** MATERIAL SUPPLIED follows **

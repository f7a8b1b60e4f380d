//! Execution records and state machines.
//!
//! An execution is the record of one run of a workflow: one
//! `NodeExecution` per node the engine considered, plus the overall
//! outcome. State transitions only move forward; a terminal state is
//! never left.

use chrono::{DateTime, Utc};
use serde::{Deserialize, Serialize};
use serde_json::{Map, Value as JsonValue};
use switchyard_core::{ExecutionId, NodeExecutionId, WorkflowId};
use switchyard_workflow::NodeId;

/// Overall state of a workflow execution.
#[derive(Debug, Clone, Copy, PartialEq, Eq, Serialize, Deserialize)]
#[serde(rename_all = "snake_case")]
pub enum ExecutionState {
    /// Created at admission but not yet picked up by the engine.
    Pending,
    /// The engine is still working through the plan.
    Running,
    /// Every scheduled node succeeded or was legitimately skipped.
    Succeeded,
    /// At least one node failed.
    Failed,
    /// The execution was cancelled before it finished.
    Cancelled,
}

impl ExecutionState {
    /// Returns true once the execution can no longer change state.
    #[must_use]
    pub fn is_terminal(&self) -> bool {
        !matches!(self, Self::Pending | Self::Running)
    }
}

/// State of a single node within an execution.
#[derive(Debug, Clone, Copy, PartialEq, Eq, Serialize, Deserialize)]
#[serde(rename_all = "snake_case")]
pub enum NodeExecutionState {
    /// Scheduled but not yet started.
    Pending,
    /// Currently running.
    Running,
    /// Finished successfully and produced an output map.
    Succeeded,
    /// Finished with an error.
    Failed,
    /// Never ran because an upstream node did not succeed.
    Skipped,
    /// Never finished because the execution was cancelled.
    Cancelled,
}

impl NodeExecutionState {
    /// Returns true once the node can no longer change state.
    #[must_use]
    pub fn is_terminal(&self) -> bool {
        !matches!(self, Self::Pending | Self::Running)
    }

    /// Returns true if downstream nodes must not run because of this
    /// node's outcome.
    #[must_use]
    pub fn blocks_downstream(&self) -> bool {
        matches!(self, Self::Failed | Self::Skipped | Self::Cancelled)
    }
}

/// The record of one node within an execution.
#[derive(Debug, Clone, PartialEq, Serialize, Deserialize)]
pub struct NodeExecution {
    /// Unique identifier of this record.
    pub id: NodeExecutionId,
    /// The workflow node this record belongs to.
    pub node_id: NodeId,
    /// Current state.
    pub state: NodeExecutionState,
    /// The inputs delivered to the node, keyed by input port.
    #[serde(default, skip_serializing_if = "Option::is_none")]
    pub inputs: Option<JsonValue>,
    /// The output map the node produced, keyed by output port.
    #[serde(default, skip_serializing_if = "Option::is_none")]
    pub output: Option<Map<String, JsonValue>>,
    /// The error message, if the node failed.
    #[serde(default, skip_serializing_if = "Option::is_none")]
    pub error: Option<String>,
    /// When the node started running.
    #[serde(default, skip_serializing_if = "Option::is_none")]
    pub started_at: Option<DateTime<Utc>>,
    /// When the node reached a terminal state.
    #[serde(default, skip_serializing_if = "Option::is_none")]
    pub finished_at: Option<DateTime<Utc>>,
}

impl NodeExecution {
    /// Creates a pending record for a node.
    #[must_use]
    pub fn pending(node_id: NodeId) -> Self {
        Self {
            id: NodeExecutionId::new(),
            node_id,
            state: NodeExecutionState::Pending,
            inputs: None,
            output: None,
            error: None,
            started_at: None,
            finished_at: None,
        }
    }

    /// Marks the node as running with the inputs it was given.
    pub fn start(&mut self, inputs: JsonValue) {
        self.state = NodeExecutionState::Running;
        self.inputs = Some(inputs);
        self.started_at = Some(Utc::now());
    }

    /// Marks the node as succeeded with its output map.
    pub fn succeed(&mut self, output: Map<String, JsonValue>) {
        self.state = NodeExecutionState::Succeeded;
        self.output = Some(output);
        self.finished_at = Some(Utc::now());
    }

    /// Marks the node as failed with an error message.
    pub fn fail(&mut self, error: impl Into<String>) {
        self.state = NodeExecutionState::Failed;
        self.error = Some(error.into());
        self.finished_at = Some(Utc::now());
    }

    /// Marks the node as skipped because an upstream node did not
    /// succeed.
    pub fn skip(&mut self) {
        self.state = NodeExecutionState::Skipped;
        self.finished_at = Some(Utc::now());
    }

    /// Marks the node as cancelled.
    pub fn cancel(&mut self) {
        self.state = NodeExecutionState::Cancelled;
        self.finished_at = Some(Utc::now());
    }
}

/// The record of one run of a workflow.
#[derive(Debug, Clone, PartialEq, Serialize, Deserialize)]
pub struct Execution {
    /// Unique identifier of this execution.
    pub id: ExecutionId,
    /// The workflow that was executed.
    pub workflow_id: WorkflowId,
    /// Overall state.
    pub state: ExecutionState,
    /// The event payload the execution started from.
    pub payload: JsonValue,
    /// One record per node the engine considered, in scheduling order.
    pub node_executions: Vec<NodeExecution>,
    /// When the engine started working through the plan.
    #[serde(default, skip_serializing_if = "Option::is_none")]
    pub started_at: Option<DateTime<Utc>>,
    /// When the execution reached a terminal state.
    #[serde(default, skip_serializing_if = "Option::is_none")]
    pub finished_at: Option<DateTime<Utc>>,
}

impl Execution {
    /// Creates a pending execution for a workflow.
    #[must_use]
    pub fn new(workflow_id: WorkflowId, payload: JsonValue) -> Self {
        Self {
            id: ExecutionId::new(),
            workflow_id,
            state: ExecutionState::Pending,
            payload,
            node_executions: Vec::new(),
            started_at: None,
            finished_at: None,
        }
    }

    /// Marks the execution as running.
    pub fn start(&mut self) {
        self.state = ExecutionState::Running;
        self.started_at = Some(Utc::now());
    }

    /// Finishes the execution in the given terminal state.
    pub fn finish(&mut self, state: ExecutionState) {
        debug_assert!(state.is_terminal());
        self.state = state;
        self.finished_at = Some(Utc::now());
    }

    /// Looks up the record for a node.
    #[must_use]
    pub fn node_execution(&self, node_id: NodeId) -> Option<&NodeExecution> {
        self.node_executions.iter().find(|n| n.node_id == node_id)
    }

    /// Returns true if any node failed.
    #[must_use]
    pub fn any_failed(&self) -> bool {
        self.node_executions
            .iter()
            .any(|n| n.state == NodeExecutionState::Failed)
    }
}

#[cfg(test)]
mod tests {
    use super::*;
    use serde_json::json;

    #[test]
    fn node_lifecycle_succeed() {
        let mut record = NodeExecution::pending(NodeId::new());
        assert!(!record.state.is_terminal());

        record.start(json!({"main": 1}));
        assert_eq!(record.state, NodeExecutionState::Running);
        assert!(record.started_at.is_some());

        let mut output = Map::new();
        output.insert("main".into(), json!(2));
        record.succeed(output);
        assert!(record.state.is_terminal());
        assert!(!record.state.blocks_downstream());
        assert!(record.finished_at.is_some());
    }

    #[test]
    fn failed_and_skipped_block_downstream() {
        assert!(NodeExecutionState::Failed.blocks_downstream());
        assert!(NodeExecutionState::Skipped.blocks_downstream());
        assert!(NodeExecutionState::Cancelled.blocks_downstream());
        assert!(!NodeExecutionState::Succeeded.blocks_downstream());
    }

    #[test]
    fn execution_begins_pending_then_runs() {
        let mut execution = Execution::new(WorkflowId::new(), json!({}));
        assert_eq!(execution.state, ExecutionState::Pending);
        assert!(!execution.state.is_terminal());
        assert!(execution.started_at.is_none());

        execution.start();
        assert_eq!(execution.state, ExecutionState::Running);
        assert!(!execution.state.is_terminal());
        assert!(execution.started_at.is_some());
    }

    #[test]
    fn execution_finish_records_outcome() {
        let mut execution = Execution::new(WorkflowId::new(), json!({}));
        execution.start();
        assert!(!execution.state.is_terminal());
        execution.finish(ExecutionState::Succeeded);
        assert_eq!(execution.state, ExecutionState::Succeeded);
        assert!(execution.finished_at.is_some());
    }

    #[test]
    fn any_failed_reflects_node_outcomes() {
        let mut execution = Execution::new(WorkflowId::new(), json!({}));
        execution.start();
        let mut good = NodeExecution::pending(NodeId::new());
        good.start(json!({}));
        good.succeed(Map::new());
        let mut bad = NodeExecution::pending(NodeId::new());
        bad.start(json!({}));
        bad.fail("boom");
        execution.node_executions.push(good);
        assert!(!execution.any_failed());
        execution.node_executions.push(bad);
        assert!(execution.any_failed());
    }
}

** End of MATERIAL SUPPLIED **
** MATERIAL SUPPLIED follows **

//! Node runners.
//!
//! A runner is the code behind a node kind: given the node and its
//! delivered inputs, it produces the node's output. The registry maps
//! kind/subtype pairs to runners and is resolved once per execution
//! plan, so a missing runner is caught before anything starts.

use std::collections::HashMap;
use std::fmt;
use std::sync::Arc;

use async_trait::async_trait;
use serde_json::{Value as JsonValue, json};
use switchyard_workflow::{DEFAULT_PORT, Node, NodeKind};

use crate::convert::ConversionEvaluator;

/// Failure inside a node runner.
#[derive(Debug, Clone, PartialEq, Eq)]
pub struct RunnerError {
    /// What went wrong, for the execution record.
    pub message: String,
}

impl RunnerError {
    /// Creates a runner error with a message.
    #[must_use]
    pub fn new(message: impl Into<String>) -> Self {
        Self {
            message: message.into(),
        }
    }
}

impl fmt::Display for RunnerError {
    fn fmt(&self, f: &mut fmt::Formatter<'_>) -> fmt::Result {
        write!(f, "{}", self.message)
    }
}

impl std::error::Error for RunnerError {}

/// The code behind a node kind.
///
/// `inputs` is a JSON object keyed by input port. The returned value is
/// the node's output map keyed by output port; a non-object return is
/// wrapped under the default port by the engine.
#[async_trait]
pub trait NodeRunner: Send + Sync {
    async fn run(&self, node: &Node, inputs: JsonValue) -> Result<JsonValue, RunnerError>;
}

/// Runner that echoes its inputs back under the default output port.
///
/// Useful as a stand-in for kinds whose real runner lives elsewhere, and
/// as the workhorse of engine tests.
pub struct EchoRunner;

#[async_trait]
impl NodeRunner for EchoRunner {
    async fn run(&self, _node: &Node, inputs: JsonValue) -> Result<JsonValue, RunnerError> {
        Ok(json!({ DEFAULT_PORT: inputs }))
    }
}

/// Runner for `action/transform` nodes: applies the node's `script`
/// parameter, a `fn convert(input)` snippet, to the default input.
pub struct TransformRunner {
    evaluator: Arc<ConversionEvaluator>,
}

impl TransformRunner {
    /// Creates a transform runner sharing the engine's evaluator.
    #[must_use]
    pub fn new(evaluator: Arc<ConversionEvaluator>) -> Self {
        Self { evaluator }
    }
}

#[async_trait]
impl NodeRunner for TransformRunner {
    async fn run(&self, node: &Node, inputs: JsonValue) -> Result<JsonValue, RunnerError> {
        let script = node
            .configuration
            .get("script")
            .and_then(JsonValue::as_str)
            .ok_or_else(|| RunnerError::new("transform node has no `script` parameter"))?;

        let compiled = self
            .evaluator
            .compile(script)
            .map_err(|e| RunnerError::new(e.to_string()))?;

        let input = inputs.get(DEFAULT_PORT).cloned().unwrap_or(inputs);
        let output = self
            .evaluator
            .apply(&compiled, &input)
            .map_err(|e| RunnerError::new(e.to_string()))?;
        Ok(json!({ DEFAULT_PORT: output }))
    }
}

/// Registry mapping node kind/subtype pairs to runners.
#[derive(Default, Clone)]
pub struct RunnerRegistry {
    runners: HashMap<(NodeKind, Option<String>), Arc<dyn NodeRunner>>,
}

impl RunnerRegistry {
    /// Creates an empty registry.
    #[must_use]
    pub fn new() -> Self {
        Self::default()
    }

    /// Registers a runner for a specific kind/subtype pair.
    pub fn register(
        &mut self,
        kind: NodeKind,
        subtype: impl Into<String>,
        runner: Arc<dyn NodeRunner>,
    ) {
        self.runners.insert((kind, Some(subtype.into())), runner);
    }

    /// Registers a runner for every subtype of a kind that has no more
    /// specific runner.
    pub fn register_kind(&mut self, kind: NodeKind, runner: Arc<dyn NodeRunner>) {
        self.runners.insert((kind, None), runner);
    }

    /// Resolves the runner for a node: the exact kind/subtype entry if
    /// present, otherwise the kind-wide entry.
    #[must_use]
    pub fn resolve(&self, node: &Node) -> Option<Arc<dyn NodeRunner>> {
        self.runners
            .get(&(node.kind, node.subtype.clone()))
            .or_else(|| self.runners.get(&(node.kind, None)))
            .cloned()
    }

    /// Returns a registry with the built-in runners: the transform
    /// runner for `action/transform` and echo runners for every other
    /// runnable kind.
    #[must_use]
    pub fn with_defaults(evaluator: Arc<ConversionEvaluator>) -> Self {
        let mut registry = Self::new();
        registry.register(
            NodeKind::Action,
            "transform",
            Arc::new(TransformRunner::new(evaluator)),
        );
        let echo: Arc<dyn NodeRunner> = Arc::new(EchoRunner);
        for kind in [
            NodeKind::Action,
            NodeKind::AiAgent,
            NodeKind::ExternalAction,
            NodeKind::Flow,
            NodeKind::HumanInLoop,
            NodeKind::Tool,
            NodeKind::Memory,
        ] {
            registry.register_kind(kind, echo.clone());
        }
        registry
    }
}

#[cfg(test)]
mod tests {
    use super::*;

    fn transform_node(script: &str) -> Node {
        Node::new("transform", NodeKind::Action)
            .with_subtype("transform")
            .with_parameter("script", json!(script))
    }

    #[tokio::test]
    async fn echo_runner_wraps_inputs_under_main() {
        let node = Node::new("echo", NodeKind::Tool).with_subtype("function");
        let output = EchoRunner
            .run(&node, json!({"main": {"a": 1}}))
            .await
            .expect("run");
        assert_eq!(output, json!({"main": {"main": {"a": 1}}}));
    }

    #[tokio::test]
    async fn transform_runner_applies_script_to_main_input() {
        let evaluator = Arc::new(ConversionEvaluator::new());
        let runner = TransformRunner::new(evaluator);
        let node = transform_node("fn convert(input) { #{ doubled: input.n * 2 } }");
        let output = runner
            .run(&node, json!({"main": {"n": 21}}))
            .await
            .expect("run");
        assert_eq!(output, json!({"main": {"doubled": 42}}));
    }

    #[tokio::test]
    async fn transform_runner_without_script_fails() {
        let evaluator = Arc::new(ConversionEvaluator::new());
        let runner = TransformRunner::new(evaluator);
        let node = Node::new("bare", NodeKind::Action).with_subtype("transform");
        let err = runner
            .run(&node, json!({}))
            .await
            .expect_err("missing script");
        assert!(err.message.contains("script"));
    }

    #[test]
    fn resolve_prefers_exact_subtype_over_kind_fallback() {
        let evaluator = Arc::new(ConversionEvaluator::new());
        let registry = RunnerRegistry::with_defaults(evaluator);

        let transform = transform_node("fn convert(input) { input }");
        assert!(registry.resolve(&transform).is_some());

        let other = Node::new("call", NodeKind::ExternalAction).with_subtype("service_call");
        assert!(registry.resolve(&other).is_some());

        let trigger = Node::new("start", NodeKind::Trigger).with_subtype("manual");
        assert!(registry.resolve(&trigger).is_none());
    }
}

** End of MATERIAL SUPPLIED **
** MATERIAL SUPPLIED follows **

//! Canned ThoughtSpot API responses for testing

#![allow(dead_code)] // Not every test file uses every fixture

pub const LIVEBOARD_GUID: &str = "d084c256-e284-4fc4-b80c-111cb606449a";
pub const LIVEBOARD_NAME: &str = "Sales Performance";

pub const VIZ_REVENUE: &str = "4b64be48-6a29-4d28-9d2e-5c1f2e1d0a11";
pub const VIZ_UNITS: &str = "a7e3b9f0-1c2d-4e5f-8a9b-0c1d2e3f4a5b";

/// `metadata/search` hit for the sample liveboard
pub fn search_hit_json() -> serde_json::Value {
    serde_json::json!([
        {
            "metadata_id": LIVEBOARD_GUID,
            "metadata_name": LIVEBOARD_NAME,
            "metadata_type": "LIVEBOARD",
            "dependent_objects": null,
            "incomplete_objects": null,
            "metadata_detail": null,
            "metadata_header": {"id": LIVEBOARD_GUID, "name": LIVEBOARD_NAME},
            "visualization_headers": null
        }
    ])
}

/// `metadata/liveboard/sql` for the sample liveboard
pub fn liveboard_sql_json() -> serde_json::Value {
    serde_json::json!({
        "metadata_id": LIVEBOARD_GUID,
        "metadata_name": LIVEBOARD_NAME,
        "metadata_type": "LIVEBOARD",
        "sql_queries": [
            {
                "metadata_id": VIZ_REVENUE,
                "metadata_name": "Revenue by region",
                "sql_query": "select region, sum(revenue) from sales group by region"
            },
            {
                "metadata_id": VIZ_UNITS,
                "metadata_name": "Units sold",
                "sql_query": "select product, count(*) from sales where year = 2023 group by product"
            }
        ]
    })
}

** End of MATERIAL SUPPLIED **

◆ EXERCISE ◆
In the listing above, locate the line containing "repository f7a8b1b60e4f380d" and the line containing "a workflow execution.". Extract those two lines and every line between them, exactly as written, and only those.

◆ PROBLEM SOLUTION ◆
repository f7a8b1b60e4f380d
//! Execution records and state machines.
//!
//! An execution is the record of one run of a workflow: one
//! `NodeExecution` per node the engine considered, plus the overall
//! outcome. State transitions only move forward; a terminal state is
//! never left.

use chrono::{DateTime, Utc};
use serde::{Deserialize, Serialize};
use serde_json::{Map, Value as JsonValue};
use switchyard_core::{ExecutionId, NodeExecutionId, WorkflowId};
use switchyard_workflow::NodeId;

/// Overall state of a workflow execution.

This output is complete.